La sonnerie d'un téléphone. Et pas celle de n'importe quel téléphone. Celui de Bella. Il s'approcha. Son sac était là, par terre, tout prêt de sa voiture, ouvert, l'écran lumineux du téléphone visible alors qu'il sonnait toujours.
Merde… Merde… Où était-elle ?
« Bella » Murmura-t-il une fois avant de se mettre à crier, l'adrénaline commençant à affluer dans son système. « BELLA… BELLA… OU-ES-TU ? »
Il regarda frénétiquement autour de lui.

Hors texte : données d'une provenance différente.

//! Rename detection: collapse matching delete/add pairs.
//!
//! A key that was "renamed" between two snapshots shows up in the raw
//! diff as a deleted key and an added key carrying the same value
//! digest. This pass pairs them and rewrites the pair as one renamed
//! event, positioned at the *new* key so the stream stays strictly
//! ascending.
//!
//! Pairing is conservative: a digest that appears with more than one
//! deleted candidate or more than one added candidate is left alone —
//! guessing among several equally-plausible pairings would fabricate
//! history. Under the `SameBucket` policy, candidates must additionally
//! share the key prefix up to the first `/` (keys without a separator
//! all live in the root bucket).

use std::collections::HashMap;

use crate::sstable::Digest;

use super::{DiffEvent, RenameDetection};

/// The bucket of a key: everything up to (and excluding) the first `/`.
/// Keys without a separator share the empty root bucket.
fn bucket(key: &[u8]) -> &[u8] {
    match key.iter().position(|&b| b == b'/') {
        Some(idx) => &key[..idx],
        None => &[],
    }
}

/// Collapse rename pairs in an ascending event stream. With
/// [`RenameDetection::Off`] the input is returned unchanged.
pub fn collapse(events: Vec<DiffEvent>, policy: RenameDetection) -> Vec<DiffEvent> {
    if policy == RenameDetection::Off {
        return events;
    }

    // Index deleted and added candidates by digest.
    let mut deleted: HashMap<Digest, Vec<usize>> = HashMap::new();
    let mut added: HashMap<Digest, Vec<usize>> = HashMap::new();
    for (idx, event) in events.iter().enumerate() {
        match event {
            DiffEvent::Deleted { digest, .. } => deleted.entry(*digest).or_default().push(idx),
            DiffEvent::Added { digest, .. } => added.entry(*digest).or_default().push(idx),
            _ => {}
        }
    }

    // One deleted + one added per digest, or no pairing at all.
    let mut replace: HashMap<usize, usize> = HashMap::new(); // added idx → deleted idx
    for (digest, deleted_idxs) in &deleted {
        let Some(added_idxs) = added.get(digest) else {
            continue;
        };
        if deleted_idxs.len() != 1 || added_idxs.len() != 1 {
            continue;
        }
        let (del_idx, add_idx) = (deleted_idxs[0], added_idxs[0]);
        if policy == RenameDetection::SameBucket
            && bucket(events[del_idx].key()) != bucket(events[add_idx].key())
        {
            continue;
        }
        replace.insert(add_idx, del_idx);
    }

    if replace.is_empty() {
        return events;
    }

    let consumed: std::collections::HashSet<usize> = replace.values().copied().collect();
    let mut out = Vec::with_capacity(events.len());
    for (idx, event) in events.iter().enumerate() {
        if consumed.contains(&idx) {
            continue; // deleted half of a pair
        }
        match replace.get(&idx) {
            Some(&del_idx) => {
                let (DiffEvent::Added { key, digest }, DiffEvent::Deleted { key: prev, .. }) =
                    (&events[idx], &events[del_idx])
                else {
                    continue;
                };
                out.push(DiffEvent::Renamed {
                    key: key.clone(),
                    previous_key: prev.clone(),
                    digest: *digest,
                });
            }
            None => out.push(event.clone()),
        }
    }
    out
}
//! Corruption handling: replay must stop at the first bad record and
//! keep everything before it.

use std::fs::OpenOptions;
use std::io::{Seek, SeekFrom, Write};

use tempfile::TempDir;

use crate::wal::{Wal, WalError};

type ByteWal = Wal<Vec<u8>>;

#[test]
fn torn_tail_is_dropped_silently() {
    let tmp = TempDir::new().unwrap();
    let path = tmp.path().join("test.wal");
    {
        let wal: ByteWal = Wal::open(&path).unwrap();
        wal.append(&b"first".to_vec()).unwrap();
        wal.append(&b"second".to_vec()).unwrap();
    }

    // Chop a few bytes off the end, simulating a crash mid-append.
    let file = OpenOptions::new().write(true).open(&path).unwrap();
    let len = file.metadata().unwrap().len();
    file.set_len(len - 3).unwrap();

    let wal: ByteWal = Wal::open(&path).unwrap();
    assert_eq!(wal.replay().unwrap(), vec![b"first".to_vec()]);
}

#[test]
fn flipped_byte_stops_replay_at_bad_record() {
    let tmp = TempDir::new().unwrap();
    let path = tmp.path().join("test.wal");
    let first_end;
    {
        let wal: ByteWal = Wal::open(&path).unwrap();
        wal.append(&b"aaaa".to_vec()).unwrap();
        first_end = std::fs::metadata(&path).unwrap().len();
        wal.append(&b"bbbb".to_vec()).unwrap();
        wal.append(&b"cccc".to_vec()).unwrap();
    }

    // Corrupt one payload byte of the second record.
    let mut file = OpenOptions::new().write(true).open(&path).unwrap();
    file.seek(SeekFrom::Start(first_end + 5)).unwrap();
    file.write_all(&[0xFF]).unwrap();
    file.sync_all().unwrap();

    let wal: ByteWal = Wal::open(&path).unwrap();
    // Only the record before the corruption survives.
    assert_eq!(wal.replay().unwrap(), vec![b"aaaa".to_vec()]);
}

#[test]
fn corrupt_header_is_a_hard_error() {
    let tmp = TempDir::new().unwrap();
    let path = tmp.path().join("test.wal");
    {
        let _wal: ByteWal = Wal::open(&path).unwrap();
    }

    let mut file = OpenOptions::new().write(true).open(&path).unwrap();
    file.seek(SeekFrom::Start(0)).unwrap();
    file.write_all(b"XXXX").unwrap();
    file.sync_all().unwrap();

    match ByteWal::open(&path) {
        Err(WalError::ChecksumMismatch) | Err(WalError::InvalidHeader(_)) => {}
        other => panic!("expected header failure, got {other:?}"),
    }
}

Un mouvement, à la périphérie de sa vision lui fit tourner la tête. Il aperçut deux silhouettes s'enfuir dans l'obscurité. Elles avaient semblé sortir de nulle part et Edward se précipita dans cette direction. C'était un recoin sombre, coincé entre un mur de brique et des fourrés épais.
Une forme était étendue sur le sol. Une forme inerte… Il s'approcha, le cœur battant à tout rompre, l'angoisse tenaillant ses entrailles… C'était elle…
Merde…
Elle était là, inconsciente sur le sol, le visage masqué par ses longs cheveux bruns éparpillés autour d'elle.
Putain…
Il sentit la panique l'envahir…
Non, Non… Pas elle, pas elle, elle ne peut pas…
Il entendit un faible gémissement.
Non, elle n'était pas… Dieu soit loué…
Alors qu'il était resté figé dans sa terreur, ce son lui fit l'effet d'un électrochoc…
Il s'avança rapidement vers elle, dégagea son front et aperçu son visage tuméfié.
« Putain… Bella… Ma Bella, Qu'est-ce qu'ils t'ont fait ? »
Il s'empara de son téléphone et composa le 911.
« Les urgences j'écoute »
« Je viens de trouver… ma petite-amie inconsciente… Elle a été frappé et elle est inconsciente » Il parla vite, le souffle court.
« Où-êtes-vous ? Nous allons vous envoyer des secours. » Comment la personne au bout du fil pouvait être aussi clame, aussi détachée. Sa Bella était là, sur le sol, inconsciente, battue, agressée…
Putain, Mon dieu, pourvu qu'elle n'ait pas été…
Il leur donna l'adresse, son nom, son numéro de téléphone, tout ce qu'ils voulaient.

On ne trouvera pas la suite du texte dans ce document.